Required action
Here is a listing. Reproduce it exactly.
━━━ Data excerpts ━━━
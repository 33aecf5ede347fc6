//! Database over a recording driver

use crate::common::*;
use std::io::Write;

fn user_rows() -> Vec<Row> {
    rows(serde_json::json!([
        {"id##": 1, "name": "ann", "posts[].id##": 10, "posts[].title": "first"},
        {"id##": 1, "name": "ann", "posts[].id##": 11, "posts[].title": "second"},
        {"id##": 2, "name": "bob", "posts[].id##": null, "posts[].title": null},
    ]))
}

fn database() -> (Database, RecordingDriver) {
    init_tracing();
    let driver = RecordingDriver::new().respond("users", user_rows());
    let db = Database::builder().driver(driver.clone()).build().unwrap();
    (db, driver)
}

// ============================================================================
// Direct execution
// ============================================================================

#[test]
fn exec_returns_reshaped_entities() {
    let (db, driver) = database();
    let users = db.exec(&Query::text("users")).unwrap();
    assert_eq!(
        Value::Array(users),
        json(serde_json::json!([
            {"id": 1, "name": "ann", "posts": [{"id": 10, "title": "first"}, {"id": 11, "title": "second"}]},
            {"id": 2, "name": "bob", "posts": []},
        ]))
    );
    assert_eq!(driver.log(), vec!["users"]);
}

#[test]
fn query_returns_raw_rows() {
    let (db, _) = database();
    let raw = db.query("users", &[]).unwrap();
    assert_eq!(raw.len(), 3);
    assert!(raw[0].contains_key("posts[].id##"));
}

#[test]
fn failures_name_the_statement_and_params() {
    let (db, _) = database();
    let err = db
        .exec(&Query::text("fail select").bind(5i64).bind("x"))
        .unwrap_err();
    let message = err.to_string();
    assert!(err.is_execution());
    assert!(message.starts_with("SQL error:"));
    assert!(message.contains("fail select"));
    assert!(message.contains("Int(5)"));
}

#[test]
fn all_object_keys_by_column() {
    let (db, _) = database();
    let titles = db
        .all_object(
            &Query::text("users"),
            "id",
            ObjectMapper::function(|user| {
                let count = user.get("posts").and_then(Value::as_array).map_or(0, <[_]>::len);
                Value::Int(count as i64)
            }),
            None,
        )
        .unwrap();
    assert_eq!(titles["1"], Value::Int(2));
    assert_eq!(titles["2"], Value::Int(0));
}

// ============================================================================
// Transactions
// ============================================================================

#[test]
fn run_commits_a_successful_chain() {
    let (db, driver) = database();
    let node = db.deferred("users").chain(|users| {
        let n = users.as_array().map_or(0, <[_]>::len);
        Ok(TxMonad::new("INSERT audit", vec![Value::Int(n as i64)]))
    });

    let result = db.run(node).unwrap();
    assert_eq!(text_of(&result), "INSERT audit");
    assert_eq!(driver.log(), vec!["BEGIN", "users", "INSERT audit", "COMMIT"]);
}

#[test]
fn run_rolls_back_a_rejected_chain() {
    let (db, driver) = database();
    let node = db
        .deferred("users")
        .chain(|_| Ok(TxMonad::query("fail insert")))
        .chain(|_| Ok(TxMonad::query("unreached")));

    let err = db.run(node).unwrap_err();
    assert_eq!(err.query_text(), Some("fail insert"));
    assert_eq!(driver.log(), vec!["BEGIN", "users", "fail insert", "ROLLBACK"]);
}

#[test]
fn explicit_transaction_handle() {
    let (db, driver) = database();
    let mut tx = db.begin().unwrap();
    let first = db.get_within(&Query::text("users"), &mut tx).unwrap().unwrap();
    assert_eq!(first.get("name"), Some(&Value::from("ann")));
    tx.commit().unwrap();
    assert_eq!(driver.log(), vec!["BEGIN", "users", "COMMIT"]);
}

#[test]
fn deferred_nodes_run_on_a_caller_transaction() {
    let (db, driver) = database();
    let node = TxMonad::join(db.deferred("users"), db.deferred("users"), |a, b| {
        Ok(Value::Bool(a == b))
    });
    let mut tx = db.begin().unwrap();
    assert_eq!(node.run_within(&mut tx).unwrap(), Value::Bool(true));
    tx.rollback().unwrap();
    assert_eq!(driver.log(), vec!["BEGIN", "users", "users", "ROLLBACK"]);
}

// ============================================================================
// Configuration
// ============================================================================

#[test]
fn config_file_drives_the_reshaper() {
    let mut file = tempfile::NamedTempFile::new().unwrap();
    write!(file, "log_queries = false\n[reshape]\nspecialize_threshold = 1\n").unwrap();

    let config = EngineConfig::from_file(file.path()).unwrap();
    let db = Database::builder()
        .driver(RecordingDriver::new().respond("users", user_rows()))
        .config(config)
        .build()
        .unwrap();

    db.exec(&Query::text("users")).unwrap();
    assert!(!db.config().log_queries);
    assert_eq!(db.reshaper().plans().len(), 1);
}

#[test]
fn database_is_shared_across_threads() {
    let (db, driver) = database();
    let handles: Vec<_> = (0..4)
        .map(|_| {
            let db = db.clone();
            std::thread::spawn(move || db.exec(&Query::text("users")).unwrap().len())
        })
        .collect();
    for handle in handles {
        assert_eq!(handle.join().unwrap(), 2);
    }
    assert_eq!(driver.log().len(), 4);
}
━━━
Reply
repository 33aecf5ede347fc6
//! Database over a recording driver

use crate::common::*;
use std::io::Write;

fn user_rows() -> Vec<Row> {
    rows(serde_json::json!([
        {"id##": 1, "name": "ann", "posts[].id##": 10, "posts[].title": "first"},
        {"id##": 1, "name": "ann", "posts[].id##": 11, "posts[].title": "second"},
        {"id##": 2, "name": "bob", "posts[].id##": null, "posts[].title": null},
    ]))
}

fn database() -> (Database, RecordingDriver) {
    init_tracing();
    let driver = RecordingDriver::new().respond("users", user_rows());
    let db = Database::builder().driver(driver.clone()).build().unwrap();
    (db, driver)
}

// ============================================================================
// Direct execution
// ============================================================================

#[test]
fn exec_returns_reshaped_entities() {
    let (db, driver) = database();
    let users = db.exec(&Query::text("users")).unwrap();
    assert_eq!(
        Value::Array(users),
        json(serde_json::json!([
            {"id": 1, "name": "ann", "posts": [{"id": 10, "title": "first"}, {"id": 11, "title": "second"}]},
            {"id": 2, "name": "bob", "posts": []},
        ]))
    );
    assert_eq!(driver.log(), vec!["users"]);
}

#[test]
fn query_returns_raw_rows() {
    let (db, _) = database();
    let raw = db.query("users", &[]).unwrap();
    assert_eq!(raw.len(), 3);
    assert!(raw[0].contains_key("posts[].id##"));
}

#[test]
fn failures_name_the_statement_and_params() {
    let (db, _) = database();
    let err = db
        .exec(&Query::text("fail select").bind(5i64).bind("x"))
        .unwrap_err();
    let message = err.to_string();
    assert!(err.is_execution());
    assert!(message.starts_with("SQL error:"));
    assert!(message.contains("fail select"));
    assert!(message.contains("Int(5)"));
}

#[test]
fn all_object_keys_by_column() {
    let (db, _) = database();
    let titles = db
        .all_object(
            &Query::text("users"),
            "id",
            ObjectMapper::function(|user| {
                let count = user.get("posts").and_then(Value::as_array).map_or(0, <[_]>::len);
                Value::Int(count as i64)
            }),
            None,
        )
        .unwrap();
    assert_eq!(titles["1"], Value::Int(2));
    assert_eq!(titles["2"], Value::Int(0));
}

// ============================================================================
// Transactions
// ============================================================================

#[test]
fn run_commits_a_successful_chain() {
    let (db, driver) = database();
    let node = db.deferred("users").chain(|users| {
        let n = users.as_array().map_or(0, <[_]>::len);
        Ok(TxMonad::new("INSERT audit", vec![Value::Int(n as i64)]))
    });

    let result = db.run(node).unwrap();
    assert_eq!(text_of(&result), "INSERT audit");
    assert_eq!(driver.log(), vec!["BEGIN", "users", "INSERT audit", "COMMIT"]);
}

#[test]
fn run_rolls_back_a_rejected_chain() {
    let (db, driver) = database();
    let node = db
        .deferred("users")
        .chain(|_| Ok(TxMonad::query("fail insert")))
        .chain(|_| Ok(TxMonad::query("unreached")));

    let err = db.run(node).unwrap_err();
    assert_eq!(err.query_text(), Some("fail insert"));
    assert_eq!(driver.log(), vec!["BEGIN", "users", "fail insert", "ROLLBACK"]);
}

#[test]
fn explicit_transaction_handle() {
    let (db, driver) = database();
    let mut tx = db.begin().unwrap();
    let first = db.get_within(&Query::text("users"), &mut tx).unwrap().unwrap();
    assert_eq!(first.get("name"), Some(&Value::from("ann")));
    tx.commit().unwrap();
    assert_eq!(driver.log(), vec!["BEGIN", "users", "COMMIT"]);
}

#[test]
fn deferred_nodes_run_on_a_caller_transaction() {
    let (db, driver) = database();
    let node = TxMonad::join(db.deferred("users"), db.deferred("users"), |a, b| {
        Ok(Value::Bool(a == b))
    });
    let mut tx = db.begin().unwrap();
    assert_eq!(node.run_within(&mut tx).unwrap(), Value::Bool(true));
    tx.rollback().unwrap();
    assert_eq!(driver.log(), vec!["BEGIN", "users", "users", "ROLLBACK"]);
}

// ============================================================================
// Configuration
// ============================================================================

#[test]
fn config_file_drives_the_reshaper() {
    let mut file = tempfile::NamedTempFile::new().unwrap();
    write!(file, "log_queries = false\n[reshape]\nspecialize_threshold = 1\n").unwrap();

    let config = EngineConfig::from_file(file.path()).unwrap();
    let db = Database::builder()
        .driver(RecordingDriver::new().respond("users", user_rows()))
        .config(config)
        .build()
        .unwrap();

    db.exec(&Query::text("users")).unwrap();
    assert!(!db.config().log_queries);
    assert_eq!(db.reshaper().plans().len(), 1);
}

#[test]
fn database_is_shared_across_threads() {
    let (db, driver) = database();
    let handles: Vec<_> = (0..4)
        .map(|_| {
            let db = db.clone();
            std::thread::spawn(move || db.exec(&Query::text("users")).unwrap().len())
        })
        .collect();
    for handle in handles {
        assert_eq!(handle.join().unwrap(), 2);
    }
    assert_eq!(driver.log().len(), 4);
}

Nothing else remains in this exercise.